Endogenous foxe1 expression during zebrafish development

We reasoned that oral and thyroid enhancers near human FOXE1 would be more likely to be functional in zebrafish if the fish ortholog, foxe1, were expressed in oral tissues and thyroid gland. Indeed, RNA in situ hybridization revealed foxe1 expression in the central nervous system at 11.4 h post fertilization (hpf) (Fig. 2A), in oral epithelium at 36 hpf (Fig. 2B, C, E and F, data not shown) and thyroid gland (Fig. 2D and G) at 36 hpf and later stages. We detected foxe1 expression in pharyngeal arch epithelium at 72 and 96 hpf (Fig. 2H and I). Furthermore, we observed foxe1 expression in the developing heart at 48 hpf, the pectoral fin starting at 72 hpf and the gill rakes (data not shown). These observations confirm and extend a previous expression analysis (41).

Figure 2.

Figure 2.

Endogenous foxe1 expression during zebrafish development. In situ hybridization of foxe1 on embryos fixed at the indicated stages. All embryos are presented with anterior to the left. (A) Lateral view of an 11.4 hpf embryo. Expression is evident in the central nervous system at approximately the level of the midbrain (mb). (B and C) Lateral views of a 36 hpf embryo. Expression is evident in oral epithelium (arrow in C). White box in B indicated region shown in C. (D) Ventral view of a 36 hpf embryo. Expression is visible in the developing thyroid (arrowhead). (E) Ventral view of a 48 hpf embryo. Expression is evident in oral epithelium (arrow). (F) Sagittal section of a 48 hpf embryo. Expression is seen in oral epithelium (arrowheads). (G) Lateral view of a 52 hpf embryo. Expression is seen in oral epithelium (oe, black arrow), and in thyroid (white arrowhead). (H) Ventral view of a72 hpf embryo. Expression is seen in epithelium of the pharyngeal arches (bracket) and in oral epithelium around mouth (arrowhead). (I) Transverse section of a 96 hpf embryo. Expression is seen in the oral epithelium (black arrowhead) and pharyngeal arches (bracket). MB, midbrain. hpf, hours post fertilization.

Enhancer screen results

We amplified from human DNA, 15 human conserved non-coding elements (hsCNEs) in a 152 kb region spanning from 101 kb upstream and 51 kb downstream of FOXE1 and tested them for enhancer activity in transient transgenic zebrafish (Fig. 1; Supplementary Table 1). The hsCNEs are named by their position relative to the FOXE1 start codon, negative being upstream and positive downstream. Our zebrafish enhancer screen was based on an eGFP reporter, pT2cfosGW eGFP (39). This reporter construct is designed to clone the human test DNA upstream of the mouse minimal cfos promotor that is unable to independently initiate mRNA transcription. To confirm this, we injected >200 single cell embryos with the reporter lacking any human sequences and did not detect any GFP expression. In contrast, of 15 hsCNEs, three had enhancer activities capable of directing transcription in a pattern consistent with endogenous foxe1 expression (hsCNE+22.6, hsCNE-67.7 and hsCNE-82.4; Supplementary Material, Table S1), as summarized below. These positive hsCNEs acted independently and without the FOXE1 promoter.

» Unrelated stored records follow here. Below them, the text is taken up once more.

//! Virtual resources, resource nodes and slots (§3.2, §4.3.2).
//!
//! A `VirtualResource` is the thing a name refers to for the whole frame; a
//! `ResourceNode` is one version of it at one point in the pass timeline,
//! and is itself a node in the shared [`DependencyGraph`](crate::dependency_graph::DependencyGraph)
//! (writer edges run pass → node, reader edges run node → pass). A slot is
//! the handle-backing record the builder mutates in place on every
//! `read`/`write`: the index is stable for the virtual resource's lifetime,
//! only the version advances.

use std::marker::PhantomData;

use ember_core::ids::{GenerationalHandle, NodeIdx, PassIdx, ResourceIdx};
use ember_driver::{BufferUsage, PixelFormat, TextureUsage};

/// A typed handle into the frame graph's resource table. `R` is a
/// zero-sized marker (see [`Texture`], [`Buffer`]) so a `FrameGraphId<Texture>`
/// can never be passed to an API expecting a `FrameGraphId<Buffer>`.
#[derive(Clone, Copy, PartialEq, Eq, Hash)]
pub struct FrameGraphId<R> {
    pub(crate) handle: GenerationalHandle,
    _marker: PhantomData<R>,
}

impl<R> FrameGraphId<R> {
    pub(crate) fn new(handle: GenerationalHandle) -> Self {
        Self {
            handle,
            _marker: PhantomData,
        }
    }

    #[must_use]
    pub fn is_invalid(self) -> bool {
        self.handle.is_invalid()
    }
}

impl<R> std::fmt::Debug for FrameGraphId<R> {
    fn fmt(&self, f: &mut std::fmt::Formatter<'_>) -> std::fmt::Result {
        write!(f, "FrameGraphId({:?})", self.handle)
    }
}

/// Marker type for texture-shaped resources.
#[derive(Debug, Clone, Copy)]
pub struct Texture;
/// Marker type for buffer-shaped resources.
#[derive(Debug, Clone, Copy)]
pub struct Buffer;

pub type TextureId = FrameGraphId<Texture>;
pub type BufferId = FrameGraphId<Buffer>;

#[derive(Debug, Clone, Copy)]
pub struct TextureResourceDesc {
    pub width: u32,
    pub height: u32,
    pub depth_or_layers: u32,
    pub levels: u8,
    pub samples: u8,
    pub format: PixelFormat,
}

#[derive(Debug, Clone, Copy)]
pub struct BufferResourceDesc {
    pub size_bytes: u64,
}

#[derive(Debug, Clone, Copy)]
pub(crate) enum ResourceDescriptor {
    Texture(TextureResourceDesc),
    Buffer(BufferResourceDesc),
}

impl ResourceDescriptor {
    pub(crate) fn is_texture(&self) -> bool {
        matches!(self, Self::Texture(_))
    }
}

/// A resource's identity for the whole frame: what it's named, what kind
/// and shape it has, and (once `compile` has run) when it's alive and how
/// it's used. See §3.2's `VirtualResource` row.
pub(crate) struct VirtualResource {
    pub name: String,
    pub desc: ResourceDescriptor,
    pub parent: Option<ResourceIdx>,
    /// The slot allocated for this resource at `create`/`create_subresource`
    /// time; writes and reads mutate it in place rather than allocating a
    /// new one, so this index never changes.
    pub primary_slot: u16,
    pub imported_texture: Option<ember_driver::TextureHandle>,
    pub imported_buffer: Option<ember_driver::BufferHandle>,
    /// Accumulated from every surviving read/write edge during `compile`'s
    /// usage-resolution step (§4.3.3 step 5).
    pub usage_bits: u32,
    pub refcount: i32,
    pub first_pass: Option<PassIdx>,
    pub last_pass: Option<PassIdx>,
    pub concrete_texture: Option<ember_driver::TextureHandle>,
    pub concrete_buffer: Option<ember_driver::BufferHandle>,
}

impl VirtualResource {
    #[must_use]
    pub fn is_imported(&self) -> bool {
        self.imported_texture.is_some() || self.imported_buffer.is_some()
    }

    pub(crate) fn texture_usage(&self) -> TextureUsage {
        TextureUsage::from_bits_truncate(self.usage_bits)
    }

    pub(crate) fn buffer_usage(&self) -> BufferUsage {
        BufferUsage::from_bits_truncate(self.usage_bits)
    }
}

/// One version of a resource in the pass timeline; a node in the shared
/// dependency graph.
pub(crate) struct ResourceNode {
    pub resource: ResourceIdx,
    pub dep_node: NodeIdx,
    pub writer_pass: Option<PassIdx>,
    /// The node this one superseded, if any (the "incoming" version for
    /// render-target discard inference, §4.3.4).
    pub replaces: Option<super::ids::ResourceNodeIdx>,
}

/// The handle-backing record a `FrameGraphId` actually addresses.
pub(crate) struct ResourceSlot {
    pub resource: ResourceIdx,
    pub node: super::ids::ResourceNodeIdx,
    /// Set on a subresource write: the parent's pre-write node, so a
    /// subsequent `read` of the parent routes to the state from before the
    /// subresource write rather than racing it (§4.3.2, "four transitions").
    pub subresource_node: Option<super::ids::ResourceNodeIdx>,
    /// -1 once `forward` has retired this slot.
    pub version: i16,
}

impl ResourceSlot {
    pub(crate) fn is_retired(&self) -> bool {
        self.version < 0
    }
}
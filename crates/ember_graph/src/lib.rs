//! Render-pass dependency graph: a per-frame DAG of passes and virtual
//! resources that is culled, lifetime-attributed and devirtualized before
//! a single driver call is made (§3, §4).
//!
//! The shape mirrors the teacher's pipeline cache in spirit: build up a
//! description of what's wanted, resolve it once against what's actually
//! reachable, then hand the resolved form to the driver. Here the
//! description is a whole frame's passes rather than a single PSO.

mod builder;
mod dependency_graph;
mod frame_graph;
mod ids;
mod pass;
mod render_target;
mod resource;

pub use builder::{FrameGraphBuilder, ImportedRenderTargetDescriptor, RenderPassDescriptor};
pub use dependency_graph::{DependencyGraph, Edge};
pub use frame_graph::{FrameGraph, FrameGraphResources, Mode};
pub use resource::{
    Buffer, BufferId, BufferResourceDesc, FrameGraphId, Texture, TextureId, TextureResourceDesc,
};
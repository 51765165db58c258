//! OpenCV highgui window.

use anyhow::{Context, Result};
use opencv::{highgui, imgproc, prelude::*};
use std::time::Duration;

use super::Display;
use crate::frame::Frame;

/// Named OpenCV window fed with RGB frames.
pub struct HighguiDisplay {
    window_name: String,
}

impl HighguiDisplay {
    pub fn open(window_name: &str) -> Result<Self> {
        highgui::named_window(window_name, highgui::WINDOW_AUTOSIZE)
            .with_context(|| format!("open display window '{}'", window_name))?;
        log::info!("display window '{}' opened", window_name);
        Ok(Self {
            window_name: window_name.to_string(),
        })
    }
}

impl Display for HighguiDisplay {
    fn name(&self) -> &'static str {
        "highgui"
    }

    fn show(&mut self, frame: &Frame) -> Result<()> {
        let packed = Mat::from_slice(frame.as_bytes()).context("wrap frame bytes")?;
        let shaped = packed
            .reshape(3, frame.height() as i32)
            .context("reshape frame to RGB rows")?;
        let mut bgr = Mat::default();
        imgproc::cvt_color(&*shaped, &mut bgr, imgproc::COLOR_RGB2BGR, 0)
            .context("convert frame to BGR")?;
        highgui::imshow(&self.window_name, &bgr).context("show frame")?;
        Ok(())
    }

    fn poll_key(&mut self, timeout: Duration) -> Result<Option<char>> {
        let wait_ms = timeout.as_millis().clamp(1, i32::MAX as u128) as i32;
        let key = highgui::wait_key(wait_ms).context("poll key")?;
        if key < 0 {
            return Ok(None);
        }
        Ok(char::from_u32((key & 0xff) as u32))
    }
}
mod backend;
mod backends;
mod detector;
mod result;
pub mod yolo;

use anyhow::Result;

use crate::config::ModelSettings;

pub use backend::DetectorBackend;
pub use backends::StubBackend;
#[cfg(feature = "backend-tract")]
pub use backends::TractBackend;
pub use detector::Detector;
pub use result::{confidence_percent, Detection, Point, RawDetection};

/// Open the backend named by `settings.path`.
///
/// `stub://` paths select the empty `StubBackend`; anything else is an ONNX model file
/// and needs the `backend-tract` feature.
pub fn open_backend(settings: &ModelSettings) -> Result<Box<dyn DetectorBackend>> {
    if settings.path.starts_with("stub://") {
        log::info!("model {} uses the stub backend", settings.path);
        return Ok(Box::new(StubBackend::new()));
    }
    #[cfg(feature = "backend-tract")]
    {
        let labels = match &settings.labels_path {
            Some(path) => yolo::Labels::load(path)?,
            None => yolo::Labels::default(),
        };
        if labels.is_empty() {
            log::warn!("no class labels configured; detections will be named class<N>");
        }
        let backend = TractBackend::new(&settings.path, settings.input_size)?
            .with_params(settings.yolo_params())
            .with_labels(labels);
        log::info!(
            "model {} loaded ({}x{} input)",
            settings.path,
            settings.input_size,
            settings.input_size
        );
        Ok(Box::new(backend))
    }
    #[cfg(not(feature = "backend-tract"))]
    {
        Err(anyhow::anyhow!(
            "model {} requires the backend-tract feature",
            settings.path
        ))
    }
}

#[cfg(test)]
mod tests {
    use super::*;

    #[test]
    fn stub_model_path_opens_stub_backend() -> Result<()> {
        let settings = ModelSettings {
            path: "stub://empty".to_string(),
            ..ModelSettings::default()
        };
        assert_eq!(open_backend(&settings)?.name(), "stub");
        Ok(())
    }

    #[test]
    fn missing_model_file_is_fatal() {
        let settings = ModelSettings {
            path: "/nonexistent/trash_model.onnx".to_string(),
            ..ModelSettings::default()
        };
        assert!(open_backend(&settings).is_err());
    }
}
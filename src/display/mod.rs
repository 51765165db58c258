//! Live output of annotated frames.
//!
//! - `HighguiDisplay`: OpenCV window (feature: display-opencv)
//! - `HeadlessDisplay`: no window; optional PNG snapshot of the latest frame
//!
//! A display shows one frame per loop iteration and then polls the keyboard with a
//! short bounded wait. It never decides when the loop stops; the caller interprets keys.

#[cfg(feature = "display-opencv")]
pub mod highgui;

use anyhow::Result;
use serde::Deserialize;
use std::path::PathBuf;
use std::time::Duration;

use crate::config::DisplaySettings;
use crate::frame::Frame;

#[cfg(feature = "display-opencv")]
pub use highgui::HighguiDisplay;

/// Which display backend to open.
#[derive(Clone, Copy, Debug, Default, PartialEq, Eq, Deserialize)]
#[serde(rename_all = "lowercase")]
pub enum DisplayMode {
    /// Window when compiled in, headless otherwise.
    #[default]
    Auto,
    Window,
    Headless,
}

impl DisplayMode {
    pub fn parse(value: &str) -> Result<Self> {
        match value.trim().to_ascii_lowercase().as_str() {
            "auto" => Ok(DisplayMode::Auto),
            "window" => Ok(DisplayMode::Window),
            "headless" => Ok(DisplayMode::Headless),
            other => Err(anyhow::anyhow!(
                "display mode must be auto, window or headless (got '{}')",
                other
            )),
        }
    }
}

/// Output surface for annotated frames.
pub trait Display {
    fn name(&self) -> &'static str;

    /// Present `frame`, replacing the previous one.
    fn show(&mut self, frame: &Frame) -> Result<()>;

    /// Wait up to `timeout` for a key press.
    fn poll_key(&mut self, timeout: Duration) -> Result<Option<char>>;
}

/// Display without a window.
pub struct HeadlessDisplay {
    snapshot_path: Option<PathBuf>,
    frames_shown: u64,
}

impl HeadlessDisplay {
    pub fn new(snapshot_path: Option<PathBuf>) -> Self {
        Self {
            snapshot_path,
            frames_shown: 0,
        }
    }

    pub fn frames_shown(&self) -> u64 {
        self.frames_shown
    }
}

impl Display for HeadlessDisplay {
    fn name(&self) -> &'static str {
        "headless"
    }

    fn show(&mut self, frame: &Frame) -> Result<()> {
        self.frames_shown += 1;
        if let Some(path) = &self.snapshot_path {
            frame.save_png(path)?;
        }
        Ok(())
    }

    fn poll_key(&mut self, timeout: Duration) -> Result<Option<char>> {
        if !timeout.is_zero() {
            std::thread::sleep(timeout);
        }
        Ok(None)
    }
}

/// Open the display selected by `settings.mode`.
pub fn open_display(settings: &DisplaySettings) -> Result<Box<dyn Display>> {
    match settings.mode {
        DisplayMode::Headless => Ok(Box::new(HeadlessDisplay::new(
            settings.snapshot_path.clone(),
        ))),
        DisplayMode::Window => open_window(settings),
        DisplayMode::Auto => {
            if cfg!(feature = "display-opencv") {
                open_window(settings)
            } else {
                log::info!("no window backend compiled in; running headless");
                Ok(Box::new(HeadlessDisplay::new(
                    settings.snapshot_path.clone(),
                )))
            }
        }
    }
}

#[cfg(feature = "display-opencv")]
fn open_window(settings: &DisplaySettings) -> Result<Box<dyn Display>> {
    Ok(Box::new(HighguiDisplay::open(&settings.window_name)?))
}

#[cfg(not(feature = "display-opencv"))]
fn open_window(settings: &DisplaySettings) -> Result<Box<dyn Display>> {
    Err(anyhow::anyhow!(
        "window '{}' requires the display-opencv feature",
        settings.window_name
    ))
}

FOXE1 hsCNE+22.6 is active in the developing pharyngeal arches and heart

In embryos injected with FOXE1 hsCNE+22.6 kb element (hg19 chr9: 100 638 752–100 639 947), we detected a reproducible pattern of eGFP expression in a mosaic pattern within pharyngeal muscles, a subset of cranial muscles (see Fig. 3 legend), heart and pharyngeal arch epithelium (n > 800 embryos scored) (Fig. 3). We established five independent, stable transgenic lines and all exhibited non-mosaic GFP expression in the same structures that expressed GFP mosaically in transient transgenic G0 embryos. In stable transgenic embryos, GFP was evident in the developing mouth by 24 hpf (data not shown) and by 72 hpf the muscles of the second and branchial arch were labeled along with the branchial arch cartilages including the gill rakes (Fig 3A–C). Moreover, this element also directed GFP expression in the developing heart and pectoral fins (Fig. 3A–C). This pattern was confirmed by in situ hybridization with an eGFP probe. While aspects of this pattern matched that of foxe1 expression, for instance in epithelium of ceratobranchial arches (e.g. compare Fig. 3D to Fig. 1H), however expression of foxe1 mRNA was not detected in pharyngeal muscles. If human FOXE1 is also absent from pharyngeal muscles, we infer that additional regulatory elements must normally prevent the enhancer at +22.6 kb from driving FOXE1 expression in this tissue. Alternatively, through divergence in tissue specific expression of upstream regulatory factors, this enhancer may be active in pharyngeal muscles only in fish, although ENCODE data show this region has chromatin marks of enhancer activity in human skeletal muscle myoblasts.

Figure 3.

Figure 3.

FOXE1 hsCNE+22.6 kb element drives GFP expression in pharyngeal muscles, the heart and pharyngeal epithelium. (A–C) Compressed Z-stacks from confocal imaging of live (A) transient (G0), and (B,C) stable (F1) transgenic Tg(foxe1+22.6:gfp) animals. (A) Oblique lateral view of a G0 72 hpf embryo mosaic for Tg(foxe1+22.6:gfp). GFP is visible in cells in the region of the developing mouth (white arrow) and in the heart (red arrow). (B) Ventral and (C) lateral views of a 96 hpf larvae showing eGFP expression in the pharyngeal arches (bracket), heart (red arrow) and the ventral pharyngeal muscles (arrowheads) including the hyohoideus muscle, interhyoideus, intermandibularis anterior and intermandibularis posterior muscles. Also labeled are the gill rakes (yellow arrow). (D) Ventral view of 72 hpf Tg(foxe1+22.6:gfp) embryo processed to reveal gfp expression by RNA in situ hybridization, which is evident in the pharyngeal arches (bracket) and ventral pharyngeal muscles (arrowheads). The heart, which was positive for gfp expression, was removed in the specimen shown here.

While hsCNE+22.6 was able to activate lacZ expression in human embryonic oral epithelial cell lines, no difference was observed between the two rs10984103 alleles (Supplementary Material, Fig. S1).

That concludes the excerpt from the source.